Court denies alimony deduction for lump-sum pension payment after divorce
Ditullio v. Commissioner, T.C. Memo. 2025-120, No. 4049-23. BL 412469.
A one-time $50,000 payment tied to pension benefits failed the alimony rules because the obligation did not clearly end at the ex-spouse’s death.
Holding
The Tax Court held that a $50,000 lump-sum payment made to an ex-wife was not alimony under §71(b)(1) and therefore was not deductible under §215(a). The IRS deficiency was sustained. The accuracy-related penalty was conceded.
Why It Matters
Lump-sum divorce payments often fail the alimony test.
Silence on termination at death is fatal under §71(b)(1)(D).
Labeling a payment as “pension distribution” strengthens property-settlement treatment.
Reliance on state pension rules fails if the required instruments are never executed.
Timeline
2005–2017: Marriage.
2013: Taxpayer becomes permanently disabled.
March 2017: Final Judgment of Divorce executed.
March 2020: State pension board approves retroactive disability benefits.
June 2020: Consent Order executed and $50,000 paid.
November 2022: IRS issues notice of deficiency.
November 2025: Tax Court issues opinion.
Key Facts
The taxpayer received a $156,564 retroactive disability pension payment.
The divorce judgment entitled the ex-wife to a share of retroactive pension benefits.
No Qualified Domestic Relations Order was ever prepared or filed.
The parties agreed to a single $50,000 payment in full satisfaction of the pension rights.
Check memo read “Equitable Pension Distribution — Lump Sum.”
Divorce documents did not mention alimony or termination at death.

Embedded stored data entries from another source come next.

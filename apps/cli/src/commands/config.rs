//! 配置管理命令
//!
//! 机器人参数保存在 TOML 文件中；不指定文件时使用内置默认值。

use anyhow::{Context, Result, bail};
use clap::Subcommand;
use stacker_tools::RobotConfig;
use std::path::{Path, PathBuf};

/// 加载配置（`None` 使用默认值）
pub fn load_config(path: Option<&Path>) -> Result<RobotConfig> {
    match path {
        Some(path) => RobotConfig::load_from_file(path)
            .with_context(|| format!("failed to load config {}", path.display())),
        None => Ok(RobotConfig::default()),
    }
}

/// 配置命令
#[derive(Subcommand, Debug)]
pub enum ConfigCommand {
    /// 打印生效的配置（TOML）
    Show {
        /// 配置文件（不指定则为默认值）
        #[arg(short, long)]
        config: Option<PathBuf>,
    },

    /// 写出默认配置
    Init {
        /// 目标文件
        path: PathBuf,

        /// 覆盖已存在的文件
        #[arg(long)]
        force: bool,
    },
}

impl ConfigCommand {
    pub fn execute(self) -> Result<()> {
        match self {
            ConfigCommand::Show { config } => {
                let config = load_config(config.as_deref())?;
                let text = config.to_toml_string().context("failed to serialize config")?;
                print!("{}", text);
                Ok(())
            },
            ConfigCommand::Init { path, force } => {
                if path.exists() && !force {
                    bail!("{} already exists (use --force to overwrite)", path.display());
                }
                RobotConfig::default()
                    .save_to_file(&path)
                    .with_context(|| format!("failed to write {}", path.display()))?;
                println!("✅ 已写入默认配置: {}", path.display());
                Ok(())
            },
        }
    }
}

Statutory or Regulatory Framework
§215(a) allows a deduction for alimony payments includible under §71(a).
§71(b)(1) defines alimony using four objective requirements.
§71(b)(1)(D) requires that payment liability end at the payee’s death.
Failure of any one requirement defeats alimony treatment.
Arguments
Taxpayer argued:
The divorce judgment contemplated a QDRO.
Pension system rules would have ended payments at death.
The Consent Order merely implemented the original divorce judgment.
Government argued:
The payment was an equitable distribution of marital property.
Divorce documents were silent on termination at death.
State law did not clearly terminate the obligation.
Pension rules were irrelevant because no QDRO existed.
Court’s Reasoning
Alimony status depends on §71(b)(1), not labels or intent.
The divorce judgment and Consent Order were silent on death termination.
New Jersey law was ambiguous on termination without express language.
Federal courts do not resolve ambiguous state-law questions to save alimony.
The obligation language created an enforceable liability.
An enforceable liability survives the payee’s death under §71(b)(1)(D).
Pension regulations did not apply because no QDRO was executed.
Forward-Looking Implications
Lump-sum divorce payments require explicit death-termination clauses.
Pension references alone do not import pension system limitations.
Post-TCJA repeal rules still apply to pre-2019 divorce instruments.
Practitioners should not rely on tax preparer assumptions for alimony treatment.
Result
Decision entered for the IRS on the deficiency and for the taxpayer on the §6662(a) penalty.
The Takeaway
If a divorce payment does not clearly end at the recipient’s death, it is not alimony. Courts will not fix silence after the fact.
List of Citations
§71(b)(1). Defines alimony requirements.
§215(a). Governs deductions for alimony payments.
Webb v. Commissioner, T.C. Memo. 1990-540. Survival of payment liability.
Kean v. Commissioner, 407 F.3d 186. Death-termination requirement.
Hoover v. Commissioner, 102 F.3d 842. Objective test for alimony.